Der Stellvertreter des Generalinspekteurs der Bundeswehr, Generalleutnant Markus Laubenthal, stellte bei dem Termin die Veteranenarbeit des Ministeriums vor, insbesondere verwies er hierbei auf das Netzwerk der Hilfe und auf das Angebot der Sportschule der Bundeswehr in Warendorf, wo Einsatzversehrten mit Sport und psychologischer Betreuung der Weg in einen halbwegs normalen Alltag geebnet wird.

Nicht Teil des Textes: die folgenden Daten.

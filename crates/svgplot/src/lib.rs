#![forbid(unsafe_code)]

//! `svgplot` builds SVG documents from an element tree and turns numeric series into line,
//! scatter and subplot charts.
//!
//! # Features
//!
//! - `render` (default): plots and figures (`svgplot::render`)

pub use svgplot_core::*;

#[cfg(feature = "render")]
pub mod render {
    pub use svgplot_render::{
        CurveData, CurveSpec, Error, Extent, Figure, FigureConfig, FigureSpec, Plot, PlotConfig,
        Result, Series, SeriesKind, SubplotFrame, SubplotSpec,
    };

    /// Parses a JSON [`FigureSpec`], optionally overriding its config, and returns the markup.
    pub fn figure_markup_from_json(spec_json: &str, config: Option<FigureConfig>) -> Result<String> {
        let mut spec = FigureSpec::from_json(spec_json)?;
        if config.is_some() {
            spec.config = config;
        }
        Ok(Figure::from_spec(&spec)?.to_markup())
    }

}
#![forbid(unsafe_code)]

//! Line/scatter plots and subplot figures rendered to `svgplot-core` element trees.
//!
//! [`Plot`] draws every series into a single panel with shared axes. [`Figure`] splits a
//! canvas into a fixed grid of [`SubplotFrame`]s, each holding one or more curves. Both keep the
//! raw samples and build a fresh SVG tree on every [`Plot::to_svg`] / [`Figure::to_svg`] call.

pub mod config;
pub mod figure;
pub mod plot;
pub mod scale;
pub mod spec;

pub use config::{FigureConfig, PlotConfig};
pub use figure::{CurveData, Figure, SubplotFrame};
pub use plot::{Plot, Series, SeriesKind};
pub use scale::Extent;
pub use spec::{CurveSpec, FigureSpec, SubplotSpec};

#[derive(Debug, thiserror::Error)]
pub enum Error {
    #[error("x and y must have the same length (x: {x_len}, y: {y_len})")]
    LengthMismatch { x_len: usize, y_len: usize },
    #[error("data vectors cannot be empty")]
    EmptyData,
    #[error("sample {index} is not a finite number")]
    NonFiniteSample { index: usize },
    #[error("invalid subplot grid {rows}x{cols}")]
    InvalidGrid { rows: u32, cols: u32 },
    #[error("subplot position {position} exceeds a {rows}x{cols} grid")]
    SubplotOutOfRange { position: u32, rows: u32, cols: u32 },
    #[error("no subplot available; call add_subplot first")]
    NoSubplot,
    #[error(transparent)]
    Svg(#[from] svgplot_core::Error),
    #[error("figure JSON error: {0}")]
    Json(#[from] serde_json::Error),
}

pub type Result<T> = std::result::Result<T, Error>;

/// Checks that `x` and `y` pair up into a non-empty run of finite samples.
pub(crate) fn validate_samples(x: &[f64], y: &[f64]) -> Result<()> {
    if x.len() != y.len() {
        return Err(Error::LengthMismatch {
            x_len: x.len(),
            y_len: y.len(),
        });
    }
    if x.is_empty() {
        return Err(Error::EmptyData);
    }
    if let Some(index) = x
        .iter()
        .zip(y)
        .position(|(a, b)| !a.is_finite() || !b.is_finite())
    {
        return Err(Error::NonFiniteSample { index });
    }
    Ok(())
}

Inklusive Kraft des Sports nutzen

Die inklusive Kraft des Sports betonten Stabsfeldwebel Stefan Huss, Kapitän des deutschen Teams, und der paralympische Leichtathlet Felix Streng. Beide sind Botschafter der Invictus Games in Deutschland. „Der Sport spricht seine eigene Sprache und hilft jedem auf seine eigene Weise, zu rehabilitieren“, sagte Streng. „Ich freue mich auf Begegnungen auf Augenhöhe von Menschen mit und ohne Handicap.“

Stabsfeldwebel Stefan Huss und Paralympics-Sieger Felix Streng sind Botschafter für die Invictus Games in Deutschland. (Foto: Sören Peters)

„Als Bundeswehr sind wir als Gastgeber in einer besonderen Verantwortung. Mit einem weltoffenen und gastfreundlichen Umfeld werden die Invictus Games 2023 zu einem einmaligen Ereignis. Unsere Gäste sollen sich willkommen und wohl fühlen“, schreibt Verteidigungsministerin Christine Lambrecht in einem Tagesbefehl. „Und wir wollen von Düsseldorf aus eine Debatte über die Anerkennung von Soldatinnen und Soldaten in unserer Gesellschaft anstoßen.“

Als Volunteer zum Erfolg der Spiele beitragen

Für die Invictus Games 2023 suchen die Veranstalter rund 2.000 freiwillige Helferinnen und Helfer („Volunteers“). Sie sollen je nach ihrem Fähigkeitsprofil unter anderem im Kartenverkauf, in der Technik, in der Kinderbetreuung oder in der Ersten Hilfe unterstützen. Eine vollständige Beschreibung aller Einsatzbereiche und Anforderungsprofile finden Interessierte auf der Webseite der Invictus Games. Bewerberinnen und Bewerber können im Registrierungsportal spezielle Fähigkeiten und drei Wunscharbeitsbereiche angeben, in die sie das Projektteam nach Möglichkeit einteilt. Alle Volunteers sind für die gesamten Spiele akkreditiert und haben unter anderem Zutritt zur Eröffnungs- und Abschlussfeier. Die Verpflegung während des Einsatzes ist gewährleistet, zudem erhalten alle Volunteers nach dem Einsatz ein Zertifikat. Das Bewerberportal ist bis Ende Oktober geöffnet.